Si è parlato molto di Liberato, il misterioso cantante napoletano che mantiene il segreto sulla sua identità e ha appena pubblicato il nove maggio il suo disco di esordio omonimo.

Liberato

Si è parlato molto di Liberato, il misterioso cantante napoletano che mantiene il segreto sulla sua identità e ha appena pubblicato il nove maggio il suo disco di esordio omonimo.
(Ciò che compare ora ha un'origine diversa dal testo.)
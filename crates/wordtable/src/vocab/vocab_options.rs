//! # Vocabulary Build Options

use crate::{
    errors::{WTResult, WordtableError},
    table::OrderedTable,
    vocab::{FrequencyCounter, VocabBuild, VocabDiagnostic, Vocabulary},
};

/// The default unknown token.
pub const DEFAULT_UNK_TOKEN: &str = "<unk>";

/// Options for building a [`Vocabulary`] from an ordered frequency table.
#[derive(Debug, Clone, PartialEq, Eq)]
pub struct VocabOptions {
    /// The minimum frequency needed to include a token.
    ///
    /// Values below 1 are treated as 1.
    pub min_freq: usize,

    /// The fallback token for lookups that miss; must be non-empty.
    pub unk_token: String,

    /// Reserved tokens given fixed positions, in order.
    pub specials: Vec<String>,

    /// Place `specials` before (`true`) or after (`false`) the counted tokens.
    pub specials_first: bool,
}

impl Default for VocabOptions {
    fn default() -> Self {
        Self {
            min_freq: 1,
            unk_token: DEFAULT_UNK_TOKEN.to_string(),
            specials: Vec::new(),
            specials_first: true,
        }
    }
}

impl VocabOptions {
    /// Set the minimum frequency.
    pub fn with_min_freq(
        mut self,
        min_freq: usize,
    ) -> Self {
        self.min_freq = min_freq;
        self
    }

    /// Set the unk token.
    pub fn with_unk_token<S: Into<String>>(
        mut self,
        unk_token: S,
    ) -> Self {
        self.unk_token = unk_token.into();
        self
    }

    /// Set the special tokens.
    pub fn with_specials<W, S>(
        mut self,
        specials: W,
    ) -> Self
    where
        W: IntoIterator<Item = S>,
        S: Into<String>,
    {
        self.specials = specials.into_iter().map(Into::into).collect();
        self
    }

    /// Set whether specials precede the counted tokens.
    pub fn with_specials_first(
        mut self,
        specials_first: bool,
    ) -> Self {
        self.specials_first = specials_first;
        self
    }

    /// The effective minimum frequency.
    pub fn effective_min_freq(&self) -> usize {
        self.min_freq.max(1)
    }

    /// Build a [`Vocabulary`].
    ///
    /// Input order is preserved as index order. A token repeated in the input
    /// keeps its first position, and its frequencies are summed.
    ///
    /// ## Arguments
    /// * `ordered_frequencies` - ``(token, frequency)`` pairs, in the desired order.
    ///
    /// ## Returns
    /// The vocabulary, and any [`VocabDiagnostic`]s raised on the way.
    pub fn build<I, S>(
        &self,
        ordered_frequencies: I,
    ) -> WTResult<VocabBuild>
    where
        I: IntoIterator<Item = (S, usize)>,
        S: Into<String>,
    {
        if self.unk_token.is_empty() {
            return Err(WordtableError::Configuration(
                "a default unk token wasn't provided".to_string(),
            ));
        }

        let specials = OrderedTable::from_unique_tokens(self.specials.iter().cloned())?;

        let mut counter = FrequencyCounter::new();
        for (token, freq) in ordered_frequencies {
            let token: String = token.into();
            counter.add_count(token, freq);
        }
        let distinct = counter.len();

        let min_freq = self.effective_min_freq();
        let survivors: Vec<String> = counter
            .into_ordered_by_first_seen()
            .into_iter()
            .filter(|&(_, count)| count >= min_freq)
            .map(|(token, _)| token)
            .collect();

        let mut diagnostics = Vec::new();
        let filtered = distinct - survivors.len();
        if filtered > 0 {
            diagnostics.push(VocabDiagnostic::TokensFiltered {
                count: filtered,
                min_freq,
            });
        }

        let body: Vec<String> = survivors
            .into_iter()
            .filter(|token| !specials.contains(token))
            .collect();

        let specials = specials.into_tokens();
        let table = if self.specials_first {
            OrderedTable::from_unique_tokens(specials.into_iter().chain(body))?
        } else {
            OrderedTable::from_unique_tokens(body.into_iter().chain(specials))?
        };

        let vocab = Vocabulary::from_table(table, self.unk_token.clone(), &mut diagnostics)?;
        Ok(VocabBuild { vocab, diagnostics })
    }
}
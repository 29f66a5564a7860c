use stderrlog::{LogLevelNum, Timestamp};

/// Logging setup arg group.
#[derive(clap::Args, Debug)]
pub struct LogArgs {
    /// Silence log messages.
    #[clap(short, long)]
    pub quiet: bool,

    /// Raise log verbosity above the command default (-v, -vv).
    #[arg(short, long, action = clap::ArgAction::Count)]
    verbose: u8,

    /// Enable timestamped logging.
    #[clap(long)]
    pub ts: bool,
}

impl LogArgs {
    /// Install the stderr logger.
    ///
    /// `default` is the level used with no `-v` flags:
    /// 0 off, 1 error, 2 warn, 3 info, 4 debug, 5+ trace.
    pub fn setup_logging(
        &self,
        default: u8,
    ) -> Result<(), Box<dyn std::error::Error>> {
        let log_level = match default.saturating_add(self.verbose) {
            0 => LogLevelNum::Off,
            1 => LogLevelNum::Error,
            2 => LogLevelNum::Warn,
            3 => LogLevelNum::Info,
            4 => LogLevelNum::Debug,
            _ => LogLevelNum::Trace,
        };

        stderrlog::new()
            .quiet(self.quiet)
            .verbosity(log_level)
            .timestamp(if self.ts {
                Timestamp::Second
            } else {
                Timestamp::Off
            })
            .init()?;

        Ok(())
    }
}
//! # Error Types

use crate::vectors::DType;

/// Errors from wordtable operations.
///
/// Every error aborts only the call that raised it; validation runs before
/// any mutation, so the table is left in its last consistent state.
#[derive(Debug, thiserror::Error)]
pub enum WordtableError {
    /// A mandatory fallback (unk token, unk vector) is missing or unusable.
    #[error("configuration error: {0}")]
    Configuration(String),

    /// Parallel token/vector sequences have different lengths.
    #[error(
        "mismatching sizes for tokens and vectors; size of tokens: {tokens}, size of vectors: {vectors}"
    )]
    SizeMismatch {
        /// The number of tokens.
        tokens: usize,

        /// The number of vectors.
        vectors: usize,
    },

    /// A token appears more than once where tokens must be unique.
    #[error("duplicate token: {0:?}")]
    DuplicateKey(String),

    /// A vector has the wrong element type.
    #[error("vectors should be of data type {expected}, found {found}")]
    Type {
        /// The required element type.
        expected: DType,

        /// The supplied element type.
        found: DType,
    },

    /// An index is outside the valid range.
    #[error("index {index} is out of bounds for size {size}")]
    IndexOutOfRange {
        /// The offending index.
        index: usize,

        /// The size of the indexed table.
        size: usize,
    },

    /// A vector does not match the table's dimensionality.
    #[error("vector dimension mismatch: expected {expected}, found {found}")]
    DimensionMismatch {
        /// The table's dimensionality.
        expected: usize,

        /// The supplied vector length.
        found: usize,
    },

    /// I/O error.
    #[error(transparent)]
    Io(#[from] std::io::Error),

    /// Malformed CSV input.
    #[error(transparent)]
    Csv(#[from] csv::Error),

    /// Parse error (numbers, record layout, etc.)
    #[error("parse error: {0}")]
    Parse(String),

    /// Serialized state could not be written or read.
    #[error(transparent)]
    Serialization(#[from] serde_json::Error),
}

/// Result type for wordtable operations.
pub type WTResult<T> = core::result::Result<T, WordtableError>;
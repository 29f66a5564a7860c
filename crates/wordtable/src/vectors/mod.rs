//! # Vector Tables
//!
//! [`VectorTable`] maps tokens to fixed-width `f32` embedding vectors,
//! returning an unk vector for tokens it does not hold.
//!
//! Vectors arrive as [`VectorData`], which carries its element type;
//! tables only accept `f32` data.
//!
//! ```rust
//! use wordtable::vectors::VectorTable;
//!
//! let mut table = VectorTable::new(
//!     vec!["a", "b"],
//!     vec![vec![1.0_f32, 0.0], vec![0.0, 1.0]],
//!     None,
//! )
//! .unwrap();
//!
//! assert_eq!(table.get("x"), [0.0, 0.0]);
//!
//! table.set("x", vec![0.5_f32, 0.5]).unwrap();
//! assert_eq!(table.get("x"), [0.5, 0.5]);
//! ```
mod vector_data;
mod vector_table;

pub mod io;

#[doc(inline)]
pub use vector_data::{DType, VectorData};
#[doc(inline)]
pub use vector_table::VectorTable;
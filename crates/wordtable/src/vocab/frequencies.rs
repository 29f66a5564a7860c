//! # Token Frequency Counting

use crate::{table::OrderedTable, types::WTHashMap};

/// Counts tokens while remembering the order they were first seen.
///
/// This produces the ordered ``(token, frequency)`` input
/// [`crate::vocab::VocabOptions::build`] expects.
#[derive(Debug, Clone, Default)]
pub struct FrequencyCounter {
    seen: OrderedTable,
    counts: Vec<usize>,
}

impl FrequencyCounter {
    /// Create an empty counter.
    pub fn new() -> Self {
        Self::default()
    }

    /// The number of distinct tokens.
    pub fn len(&self) -> usize {
        self.seen.len()
    }

    /// Has nothing been counted?
    pub fn is_empty(&self) -> bool {
        self.seen.is_empty()
    }

    /// The count for `token`.
    pub fn count(
        &self,
        token: &str,
    ) -> usize {
        self.seen
            .index_of(token)
            .map(|index| self.counts[index])
            .unwrap_or(0)
    }

    /// Count one occurrence of `token`.
    pub fn add<S: AsRef<str>>(
        &mut self,
        token: S,
    ) {
        self.add_count(token, 1);
    }

    /// Count `n` occurrences of `token`.
    pub fn add_count<S: AsRef<str>>(
        &mut self,
        token: S,
        n: usize,
    ) {
        let token = token.as_ref();
        match self.seen.index_of(token) {
            Some(index) => self.counts[index] += n,
            None => {
                self.seen.push(token);
                self.counts.push(n);
            }
        }
    }

    /// Count every token in `tokens`.
    pub fn update<I, S>(
        &mut self,
        tokens: I,
    ) where
        I: IntoIterator<Item = S>,
        S: AsRef<str>,
    {
        for token in tokens {
            self.add(token);
        }
    }

    /// The counts, as a map.
    pub fn to_map(&self) -> WTHashMap<String, usize> {
        self.seen
            .iter()
            .map(|(index, token)| (token.to_string(), self.counts[index]))
            .collect()
    }

    /// ``(token, count)`` pairs in first-seen order.
    pub fn into_ordered_by_first_seen(self) -> Vec<(String, usize)> {
        self.seen.into_tokens().into_iter().zip(self.counts).collect()
    }

    /// ``(token, count)`` pairs by descending count; ties keep first-seen order.
    pub fn into_ordered_by_frequency(self) -> Vec<(String, usize)> {
        let mut pairs = self.into_ordered_by_first_seen();
        pairs.sort_by(|a, b| b.1.cmp(&a.1));
        pairs
    }
}

impl<S: AsRef<str>> FromIterator<S> for FrequencyCounter {
    fn from_iter<I: IntoIterator<Item = S>>(iter: I) -> Self {
        let mut counter = Self::new();
        counter.update(iter);
        counter
    }
}
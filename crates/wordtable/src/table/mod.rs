//! # Table Primitives
//!
//! [`OrderedTable`] is the ordered ``{ String <-> usize }`` table shared by
//! [`crate::vocab::Vocabulary`] and [`crate::vectors::VectorTable`].

mod ordered_table;

#[doc(inline)]
pub use ordered_table::OrderedTable;
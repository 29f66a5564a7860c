//! # Vocabulary
//!
//! [`Vocabulary`] maps tokens to dense indices and back, with an unknown-token
//! fallback for lookups that miss.
//!
//! ## Building
//!
//! Vocabularies are built from an ordered ``(token, frequency)`` table;
//! input order becomes index order. [`VocabOptions`] controls minimum
//! frequency filtering, the unk token, and special-token placement.
//! [`FrequencyCounter`] produces the ordered table from a token stream.
//!
//! ```rust
//! use wordtable::vocab::{FrequencyCounter, VocabOptions};
//!
//! let counter: FrequencyCounter = "a b b c b a".split(' ').collect();
//! let build = VocabOptions::default()
//!     .with_specials(["<pad>"])
//!     .build(counter.into_ordered_by_frequency())
//!     .unwrap();
//!
//! let vocab = build.vocab;
//! assert_eq!(vocab.get_itos(), vec!["<pad>", "b", "a", "c", "<unk>"]);
//! assert_eq!(vocab.index_of("never-seen"), vocab.unk_index());
//! ```
#[cfg(test)]
mod proptests;

mod diagnostics;
mod frequencies;
mod vocab_options;
mod vocabulary;

pub mod io;

#[doc(inline)]
pub use diagnostics::{VocabBuild, VocabDiagnostic};
#[doc(inline)]
pub use frequencies::FrequencyCounter;
#[doc(inline)]
pub use vocab_options::{DEFAULT_UNK_TOKEN, VocabOptions};
#[doc(inline)]
pub use vocabulary::Vocabulary;
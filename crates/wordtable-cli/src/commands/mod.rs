mod lookup;
mod vectors;
mod vocab;

/// Subcommands for wtable
#[derive(clap::Subcommand, Debug)]
pub enum Commands {
    /// Build a vocabulary snapshot from a token-per-line file.
    Vocab(vocab::VocabArgs),

    /// Build a vector table snapshot from a local vector text file.
    Vectors(vectors::VectorsArgs),

    /// Look up token indices in a vocabulary snapshot.
    Lookup(lookup::LookupArgs),
}

impl Commands {
    /// Run the subcommand.
    pub fn run(&self) -> Result<(), Box<dyn std::error::Error>> {
        match self {
            Commands::Vocab(cmd) => cmd.run(),
            Commands::Vectors(cmd) => cmd.run(),
            Commands::Lookup(cmd) => cmd.run(),
        }
    }
}
//! # Runtime-Typed Vector Input

use crate::errors::{WTResult, WordtableError};

/// Element type of a [`VectorData`].
#[derive(Debug, Clone, Copy, PartialEq, Eq, Hash, strum::Display, strum::EnumString)]
#[strum(serialize_all = "lowercase")]
pub enum DType {
    /// 32-bit float; the only type a [`crate::vectors::VectorTable`] stores.
    F32,

    /// 64-bit float.
    F64,

    /// 32-bit signed integer.
    I32,

    /// 64-bit signed integer.
    I64,
}

/// A vector as supplied by a caller, tagged with its element type.
///
/// Tables accept only [`DType::F32`] data; other types are rejected rather
/// than silently converted.
#[derive(Debug, Clone, PartialEq)]
pub enum VectorData {
    /// `f32` elements.
    F32(Vec<f32>),

    /// `f64` elements.
    F64(Vec<f64>),

    /// `i32` elements.
    I32(Vec<i32>),

    /// `i64` elements.
    I64(Vec<i64>),
}

impl VectorData {
    /// The element type.
    pub fn dtype(&self) -> DType {
        match self {
            Self::F32(_) => DType::F32,
            Self::F64(_) => DType::F64,
            Self::I32(_) => DType::I32,
            Self::I64(_) => DType::I64,
        }
    }

    /// The number of elements.
    pub fn len(&self) -> usize {
        match self {
            Self::F32(v) => v.len(),
            Self::F64(v) => v.len(),
            Self::I32(v) => v.len(),
            Self::I64(v) => v.len(),
        }
    }

    /// Is the vector empty?
    pub fn is_empty(&self) -> bool {
        self.len() == 0
    }

    /// Borrow the `f32` elements.
    ///
    /// ## Returns
    /// The elements, or [`WordtableError::Type`] for any other element type.
    pub fn try_as_f32(&self) -> WTResult<&[f32]> {
        match self {
            Self::F32(v) => Ok(v),
            other => Err(WordtableError::Type {
                expected: DType::F32,
                found: other.dtype(),
            }),
        }
    }

    /// Take the `f32` elements.
    ///
    /// ## Returns
    /// The elements, or [`WordtableError::Type`] for any other element type.
    pub fn try_into_f32(self) -> WTResult<Vec<f32>> {
        match self {
            Self::F32(v) => Ok(v),
            other => Err(WordtableError::Type {
                expected: DType::F32,
                found: other.dtype(),
            }),
        }
    }
}

impl From<Vec<f32>> for VectorData {
    fn from(values: Vec<f32>) -> Self {
        Self::F32(values)
    }
}

impl From<&[f32]> for VectorData {
    fn from(values: &[f32]) -> Self {
        Self::F32(values.to_vec())
    }
}

impl<const N: usize> From<[f32; N]> for VectorData {
    fn from(values: [f32; N]) -> Self {
        Self::F32(values.to_vec())
    }
}

impl From<Vec<f64>> for VectorData {
    fn from(values: Vec<f64>) -> Self {
        Self::F64(values)
    }
}

impl From<Vec<i32>> for VectorData {
    fn from(values: Vec<i32>) -> Self {
        Self::I32(values)
    }
}

impl From<Vec<i64>> for VectorData {
    fn from(values: Vec<i64>) -> Self {
        Self::I64(values)
    }
}

#[cfg(test)]
mod tests {
    use super::*;

    #[test]
    fn test_dtype() {
        assert_eq!(VectorData::from(vec![1.0_f32]).dtype(), DType::F32);
        assert_eq!(VectorData::from(vec![1.0_f64]).dtype(), DType::F64);
        assert_eq!(VectorData::from(vec![1_i32]).dtype(), DType::I32);
        assert_eq!(VectorData::from(vec![1_i64]).dtype(), DType::I64);

        assert_eq!(DType::F32.to_string(), "f32");
        assert_eq!("i64".parse::<DType>().unwrap(), DType::I64);
    }

    #[test]
    fn test_try_as_f32() {
        let data = VectorData::from([0.5_f32, 1.5]);
        assert_eq!(data.len(), 2);
        assert_eq!(data.try_as_f32().unwrap(), [0.5_f32, 1.5].as_slice());

        let data = VectorData::from(vec![1_i64, 0]);
        assert!(matches!(
            data.try_into_f32(),
            Err(WordtableError::Type {
                expected: DType::F32,
                found: DType::I64
            })
        ));
    }
}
Liberato fonde diversi generi musicali all’interno della sua proposta musicale, e come scrive benissimo come suo costume su Internazionale Giovanni Ansaldo,

“ … Liberato è semplicemente un ottimo disco di pop italiano/napoletano, una boccata d’aria fresca per il nostro panorama, anche se a tratti c’è troppo facile romanticismo nei testi…”

Tutto qui ? No c’è molto di più, c’ è dietro Napoli ed un’operazione di marketing che apre nuovi orizzonti in un momento di stasi totale.

Innanzitutto Liberato è Napoli, una città che sembra ovvio ma è uno state of mind, con una scena musicale unica al mondo, che ha prodotto e che produce cose incredibili, da Nu Guinea a Famiglia Discocristiana, dai 99 Posse a Clementino passando per una scuola techno unica al mondo e tantissimo altro.

Liberato non deve essere spiegato attraverso la solita lente dai soliti critici un po’ altezzosi che difendono la bandiera dell’indie quello che dicono loro, deve essere ascoltato perché è un disco potente, con testi che sono realmente popolari e no riproducono mossette hipster, ma sono battiti comuni a tanti.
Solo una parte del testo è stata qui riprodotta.